Violent Offending and Suicidal Behavior Have Common Familial Risk Factors: A Rejoinder to Tolstoy

Author Affiliations
  • 1Department of Psychiatry, University of Pittsburgh School of Medicine, Pittsburgh, Pennsylvania
  • 2Western Psychiatric Institute and Clinic, University of Pittsburgh Medical Center, Pittsburgh, Pennsylvania
  • 3Department of Psychiatry and Behavioral Sciences, Johns Hopkins University School of Medicine, Baltimore, Maryland
JAMA Psychiatry. 2016;73(10):1005-1007. doi:10.1001/jamapsychiatry.2016.1785

Tolstoy’s novel Anna Karenina begins, “All happy families are alike; each unhappy family is unhappy in its own way.”1(p3) Mok et al,2 in this issue of JAMA Psychiatry, provide evidence to the contrary: in fact, many unhappy families share common risk factors. These authors report on a Danish record linkage study to elucidate the relationships between parental disorders and offspring suicide attempt and violent offending.2 The study encompassed 1 743 525 individuals born in Denmark between 1967 and 1997, followed up from their 15th birthday to the occurrence of adverse outcomes (suicide attempt or violent offending) or through 2012, whichever came first.
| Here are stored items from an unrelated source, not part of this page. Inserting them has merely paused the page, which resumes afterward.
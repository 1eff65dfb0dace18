pub mod mem;
pub mod tcp;

use std::sync::Arc;

use errors::*;
use protos::ServerIdx;
use region::Region;


/// Address of a peer's registered memory: a byte offset inside the region named by rkey
#[derive(Serialize, Deserialize, Clone, Copy, PartialEq, Debug, Default)]
pub struct RemoteMem {
	pub raddr: u64,
	pub rkey: u32
}

impl RemoteMem {
	pub fn at(&self, off: u64) -> RemoteMem {
		RemoteMem { raddr: self.raddr + off, rkey: self.rkey }
	}
}

/// The pair of registrations every server exposes to its peers
#[derive(Serialize, Deserialize, Clone, Copy, PartialEq, Debug)]
pub struct RcInfo {
	pub log_mr: RemoteMem,
	pub ctrl_mr: RemoteMem
}

#[derive(Clone, Copy, Debug)]
pub struct Completion {
	pub peer: ServerIdx,
	pub ok: bool
}

/// Flags computed per write from the per-peer send window
#[derive(Clone, Copy, Default, Debug)]
pub struct SendFlags {
	pub signaled: bool,
	pub must_poll: bool
}

/// Outstanding-write window per connection; every S_DEPTH-th write is signaled and the
/// write after a full window drains one completion first
pub const S_DEPTH: u32 = 64;

/// Writes at or below this size are sent inline (bookkeeping on non-RDMA backends)
pub const INLINE_THRESHOLD: usize = 256;


/// A reliable one-sided transport
///
/// Contract highlights (the sentinel protocol depends on them):
/// - write delivers the final byte of the range last, so a reader polling that byte
///   observes the complete write;
/// - writes between one pair of peers are delivered in issue order;
/// - a peer that revoked log access causes writes to its log region to complete with
///   failure instead of landing;
/// - persistent delivery failure marks the peer disconnected, observable through
///   is_connected and failed completions.
pub trait Transport: Send + Sync {
	/// Queues a one-sided write of `local` into the peer's memory at rm. Returns after
	/// local queuing; delivery status arrives via poll_completions
	fn write(&self, peer: ServerIdx, local: &[u8], rm: RemoteMem, flags: SendFlags) -> Result<()>;

	/// Synchronously pulls bytes from the peer's memory into `local`
	fn read(&self, peer: ServerIdx, local: &mut [u8], rm: RemoteMem) -> Result<()>;

	/// Best-effort message side channel (cluster join, RC-info exchange, snapshots); may
	/// drop messages
	fn send_msg(&self, peer: ServerIdx, bytes: &[u8]) -> Result<()>;

	/// Non-blocking receive from the side channel
	fn recv_msg(&self) -> Option<Vec<u8>>;

	/// Drains up to max completed work requests for this peer
	fn poll_completions(&self, peer: ServerIdx, max: usize) -> Vec<Completion>;

	/// Advances the peer's send window and reports whether the next write must be
	/// signaled and/or preceded by a completion poll. Called under the submission lock
	fn reserve_send(&self, peer: ServerIdx) -> SendFlags;

	/// Tears down the connection to the peer; idempotent
	fn disconnect(&self, peer: ServerIdx);

	fn is_connected(&self, peer: ServerIdx) -> bool;

	/// Revokes remote write access to the local log region (election step); in-flight and
	/// subsequent writes targeting it fail until restored
	fn revoke_log_access(&self);

	fn restore_log_access(&self);

	/// Registration info peers use to address our regions
	fn local_rc_info(&self) -> RcInfo;

	fn peer_rc_info(&self, peer: ServerIdx) -> Option<RcInfo>;

	fn set_peer_rc_info(&self, peer: ServerIdx, rc: RcInfo);

	/// Registers an additional region (snapshot buffers) and returns its address
	fn register(&self, region: Arc<Region>) -> RemoteMem;
}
Survival analyses were used to link parental mental disorders to the outcomes of suicide attempt and violent offending in offspring. Even controlling for the occurrence of other mental disorders and socioeconomic status (SES), parental history of cannabis misuse was related to offspring violent offending, and parental history of suicide attempt and antisocial personality disorder were associated with both offspring violent offending and offspring suicide attempt. Parental disorder conveyed a greater risk for both adverse outcomes in those of lower SES, and a greater risk of violent offending in females than in males.